# Force 10 Diesel Cabin Heater



## KeelHaulin (Mar 7, 2006)

My boat came with a Froce 10 diesel unit; it was non-op when I purchased the boat because the pressure tank looked like it was in need of replacement. I got a new tank last weekend and would like to get it running soon. I don't have any owner's instructions for the heater so if someone out there has the owner's manual could you repost or email me a copy?

I have some specific questions that would be helpful on getting it running.

How is the best way to plumb it? The old pressure tank had a shutoff valve, was plumbed to the heater with a rubber hose. The fitting on the unit is a hose-barb. The new diesel tank has a 1/4" compression fitting; indicating that it should be plumbed in copper tubing to the heater.

What fuel do you use and how do you refill? I assume that you need to either plumb something off of the main diesel tank and then pump it in via 1/4" tubing or have a separate filler hose that you attach to a funnel?

What is the best fuel to use? The tank indicates that it can use either diesel of kerosene; I'd assume that kerosene is a cleaner burning fuel. If I use diesel do I need to be concerned with algae growth in the pressure tank? What about bio-diesel?

When lighting; how do you prime it by burning alcohol? Tank says to use alcohol to prime the burner; but I don't know how and it seems like a potentially dangerous operation. Do you carefully pour some alcohol in the pan beneath the burner and light it? Seems like a syringe dedicated to doing this would be a good way to "pour" some alcohol onto the pan.

How hot does the exhaust get? The charlie-noble is a small deck mount; PO had a teak riser and between the stainless cap a layer of heat-resistant material (looked like a fire heat resistant material). I fab'd a new riser out of seaboard; but don't know if it needs heat protection on the ID or if the exhaust is cool enough to not worry about it. The exhaust tube is 1" and the ID of the hole through the deck and the plastic is 2".

Thanks for any info...


----------



## artbyjody (Jan 4, 2008)

http://www.sigmarine.com/support.htm has a list of manuals - while not Force 10 - it goes through the basics of the questions you asked and may be of some value


----------



## Faster (Sep 13, 2005)

These early Force 10 heaters are, I believe, non-vented heaters that tend to put a lot of moisture into the cabin, and may allow the products of combustion to collect there as well.

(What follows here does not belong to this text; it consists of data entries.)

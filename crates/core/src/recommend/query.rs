//! Questionnaire → parameterized `tb_wedding_hall` query.
//!
//! Templates are assembled only from the static fragments in this module and
//! placeholder names. Every value derived from a request travels in
//! [`QueryParams`] and is bound by the executing collaborator.

use serde::Serialize;

use crate::domain::questionnaire::{Budget, VenueQueryRequest};
use crate::domain::venue::VenueType;
use crate::errors::DomainError;

use super::mapper;

const SELECT_VENUES: &str =
    "SELECT name, venueType, parking, address, phone, imageUrl FROM tb_wedding_hall";
const HOTEL_FIRST: &str = " ORDER BY CASE WHEN venueType = 'HOTEL' THEN 0 ELSE 1 END, id";
const LIMIT_PARAM: &str = "limit";

#[derive(Clone, Debug, PartialEq, Eq, Serialize)]
#[serde(untagged)]
pub enum QueryValue {
    Int(i64),
    Text(String),
}

#[derive(Clone, Copy, Debug, PartialEq, Eq)]
pub enum Column {
    Address,
    VenueType,
    Parking,
}

impl Column {
    pub fn as_sql(self) -> &'static str {
        match self {
            Self::Address => "address",
            Self::VenueType => "venueType",
            Self::Parking => "parking",
        }
    }
}

#[derive(Clone, Copy, Debug, PartialEq, Eq)]
pub enum Operator {
    Like,
    In,
    AtLeast,
    AtMost,
    NotEqual,
}

#[derive(Clone, Debug, PartialEq, Eq)]
pub struct Predicate {
    pub column: Column,
    pub operator: Operator,
    pub placeholders: Vec<String>,
}

impl Predicate {
    fn to_sql(&self) -> String {
        let column = self.column.as_sql();
        let slots: Vec<String> = self.placeholders.iter().map(|name| format!(":{name}")).collect();

        match self.operator {
            Operator::Like => format!("{column} LIKE {}", slots.join("")),
            Operator::In => format!("{column} IN ({})", slots.join(", ")),
            Operator::AtLeast => format!("{column} >= {}", slots.join("")),
            Operator::AtMost => format!("{column} <= {}", slots.join("")),
            Operator::NotEqual => format!("{column} != {}", slots.join("")),
        }
    }
}

/// Placeholder bindings in the order the placeholders appear in the template.
#[derive(Clone, Debug, Default, PartialEq, Eq, Serialize)]
pub struct QueryParams(Vec<(String, QueryValue)>);

impl QueryParams {
    fn insert(&mut self, name: impl Into<String>, value: QueryValue) {
        let name = name.into();
        debug_assert!(self.get(&name).is_none(), "placeholder `{name}` bound twice");
        self.0.push((name, value));
    }

    pub fn get(&self, name: &str) -> Option<&QueryValue> {
        self.0.iter().find(|(key, _)| key == name).map(|(_, value)| value)
    }

    pub fn position(&self, name: &str) -> Option<usize> {
        self.0.iter().position(|(key, _)| key == name)
    }

    pub fn iter(&self) -> impl Iterator<Item = (&str, &QueryValue)> {
        self.0.iter().map(|(key, value)| (key.as_str(), value))
    }

    pub fn len(&self) -> usize {
        self.0.len()
    }

    pub fn is_empty(&self) -> bool {
        self.0.is_empty()
    }
}

/// Filter predicates built fresh for one request, with their bindings.
#[derive(Clone, Debug, Default, PartialEq, Eq)]
pub struct PredicateSet {
    predicates: Vec<Predicate>,
    params: QueryParams,
}

impl PredicateSet {
    fn push(&mut self, column: Column, operator: Operator, placeholder: &str, value: QueryValue) {
        self.predicates.push(Predicate {
            column,
            operator,
            placeholders: vec![placeholder.to_string()],
        });
        self.params.insert(placeholder, value);
    }

    /// `venueType IN (...)` with one placeholder per type. No-op for an empty
    /// list.
    pub(crate) fn push_venue_types(&mut self, types: &[VenueType]) {
        if types.is_empty() {
            return;
        }

        let mut placeholders = Vec::with_capacity(types.len());
        for (index, venue_type) in types.iter().enumerate() {
            let name = format!("venue_type_{index}");
            self.params.insert(name.clone(), QueryValue::Text(venue_type.code().to_string()));
            placeholders.push(name);
        }
        self.predicates.push(Predicate {
            column: Column::VenueType,
            operator: Operator::In,
            placeholders,
        });
    }

    pub fn predicates(&self) -> &[Predicate] {
        &self.predicates
    }

    pub fn params(&self) -> &QueryParams {
        &self.params
    }

    pub fn is_empty(&self) -> bool {
        self.predicates.is_empty()
    }

    fn where_clause(&self) -> Option<String> {
        if self.is_empty() {
            return None;
        }
        let conditions: Vec<String> = self.predicates.iter().map(Predicate::to_sql).collect();
        Some(format!(" WHERE {}", conditions.join(" AND ")))
    }
}

/// An executable statement: template, bindings, and the row cap it carries.
#[derive(Clone, Debug, PartialEq, Eq, Serialize)]
pub struct VenueQuery {
    pub sql: String,
    pub params: QueryParams,
    pub limit: u32,
}

impl VenueQuery {
    pub(crate) fn render(predicates: PredicateSet, hotel_first: bool, limit: u32) -> Self {
        let limit = limit.max(1);
        let where_clause = predicates.where_clause();
        let mut params = predicates.params;

        let mut sql = String::from(SELECT_VENUES);
        if let Some(clause) = where_clause {
            sql.push_str(&clause);
        }
        if hotel_first {
            sql.push_str(HOTEL_FIRST);
        }
        sql.push_str(" LIMIT :");
        sql.push_str(LIMIT_PARAM);
        params.insert(LIMIT_PARAM, QueryValue::Int(i64::from(limit)));

        Self { sql, params, limit }
    }

    /// Placeholder names referenced by the template, in order of appearance.
    pub fn placeholders(&self) -> Vec<&str> {
        segments(&self.sql)
            .into_iter()
            .filter_map(|segment| match segment {
                Segment::Placeholder(name) => Some(name),
                Segment::Text(_) => None,
            })
            .collect()
    }

    /// The template with each `:name` rewritten to `?N`, where `N` is the
    /// 1-based position of `name` in [`VenueQuery::params`]. Binding the
    /// params in order then satisfies every slot.
    pub fn to_numbered(&self) -> Result<String, DomainError> {
        let mut sql = String::with_capacity(self.sql.len());
        for segment in segments(&self.sql) {
            match segment {
                Segment::Text(text) => sql.push_str(text),
                Segment::Placeholder(name) => {
                    let position = self.params.position(name).ok_or_else(|| {
                        DomainError::InvariantViolation(format!(
                            "query references unbound placeholder `:{name}`"
                        ))
                    })?;
                    sql.push('?');
                    sql.push_str(&(position + 1).to_string());
                }
            }
        }
        Ok(sql)
    }
}

enum Segment<'a> {
    Text(&'a str),
    Placeholder(&'a str),
}

fn is_name_start(ch: char) -> bool {
    ch.is_ascii_alphabetic() || ch == '_'
}

fn is_name_char(ch: char) -> bool {
    ch.is_ascii_alphanumeric() || ch == '_'
}

// Splits a template into literal text and `:name` placeholders, ignoring
// colons inside single-quoted literals.
fn segments(sql: &str) -> Vec<Segment<'_>> {
    let mut segments = Vec::new();
    let mut text_start = 0;
    let mut in_literal = false;
    let mut chars = sql.char_indices().peekable();

    while let Some((index, ch)) = chars.next() {
        if ch == '\'' {
            in_literal = !in_literal;
            continue;
        }
        if in_literal || ch != ':' {
            continue;
        }
        if !chars.peek().is_some_and(|(_, next)| is_name_start(*next)) {
            continue;
        }

        let name_start = index + 1;
        let mut name_end = sql.len();
        while let Some((next_index, next)) = chars.peek().copied() {
            if !is_name_char(next) {
                name_end = next_index;
                break;
            }
            chars.next();
        }

        if text_start < index {
            segments.push(Segment::Text(&sql[text_start..index]));
        }
        segments.push(Segment::Placeholder(&sql[name_start..name_end]));
        text_start = name_end;
    }

    if text_start < sql.len() {
        segments.push(Segment::Text(&sql[text_start..]));
    }
    segments
}

/// Builds the filter predicates for a request, without ordering or limit.
pub fn compose_predicates(request: &VenueQueryRequest) -> PredicateSet {
    let mut set = PredicateSet::default();

    if let Some(region) = request.region_filter() {
        set.push(
            Column::Address,
            Operator::Like,
            "region_pattern",
            QueryValue::Text(format!("%{region}%")),
        );
    }

    let style_types = mapper::style_venue_types(request.style());
    set.push_venue_types(&mapper::season_adjusted(style_types, request.season()));

    if let Some(range) = mapper::parking_range(request.guest_count()) {
        set.push(Column::Parking, Operator::AtLeast, "parking_min", QueryValue::Int(range.min));
        if let Some(max) = range.max {
            set.push(Column::Parking, Operator::AtMost, "parking_max", QueryValue::Int(max));
        }
    }

    if request.budget() == Some(Budget::Low) {
        set.push(
            Column::VenueType,
            Operator::NotEqual,
            "excluded_type",
            QueryValue::Text(VenueType::Hotel.code().to_string()),
        );
    }

    set
}

/// The strict recommendation query for a request.
pub fn compose(request: &VenueQueryRequest) -> VenueQuery {
    let hotel_first = request.budget() == Some(Budget::High);
    VenueQuery::render(compose_predicates(request), hotel_first, request.limit())
}

/// Human-readable account of how each answer was mapped. Descriptive only;
/// nothing here is ever executed.
#[derive(Clone, Debug, PartialEq, Eq, Serialize)]
pub struct QueryExplanation {
    pub region_mapping: String,
    pub style_mapping: String,
    pub guest_count_mapping: String,
    pub budget_mapping: String,
    pub season_mapping: String,
}

pub fn explain(request: &VenueQueryRequest) -> QueryExplanation {
    QueryExplanation {
        region_mapping: match request.region_filter() {
            Some(region) => format!("address LIKE '%{region}%'"),
            None => "전체 지역".to_string(),
        },
        style_mapping: format!("{} → venueType 매핑", request.style_preference),
        guest_count_mapping: format!("{} → parking 수 기준 추정", request.guest_count),
        budget_mapping: format!("{} 예산 → venueType 우선순위", request.budget),
        season_mapping: format!("{} → 야외/실내 필터", request.season),
    }
}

The open burner design tends to draw heat up the flue making the heater less efficient. I've had experiences with a kerosene version that stank badly and actually made me nervous while below with the hatches closed. These heaters also use cabin air to support combustion.

Preheatng this type of burner wtih alchohol is also a recipe for hard-to-see flare-ups and fumes and bad burner behaviour if the preheat is unsufficient.

There are better vented heaters with dual flues and sealed combustion chambers - much safer and more efficient.

I'm sure you don't want to hear this since you already replaced the tank. But Dickenson makes a nice safe heater that uses propane and is not outrageously expensive (around $600-750 complete w/flue and charlie noble depending on size) This heater draws combustion air from outside and vents all products of combustion safely too. 

If you already use propane in the galley or for a BBQ this type of heater may make sense for you. It wouuld fit in the same area as your current heater.


----------



## KeelHaulin (Mar 7, 2006)

Guys-

I thank you for your replies; but what I'm looking for is some specific info about this unit. If anyone out there owns or has owned/used a Force 10 Diesel cabin heater; please put a post here or send me a PM with some info.

I don't want to debate pros/cons etc; It's what I've got and I don't know if it works properly or what to look for or how to adjust it if it does not. If I can get it working properly with the help of someone here; that would be great. If I can't get it working I will save the tank for use with another heater or put it back up on CL for the $50 I paid for it. I will look at the Sigmarine manual but the design is quite different so it appears that most of the operation instructions will be different from my heater.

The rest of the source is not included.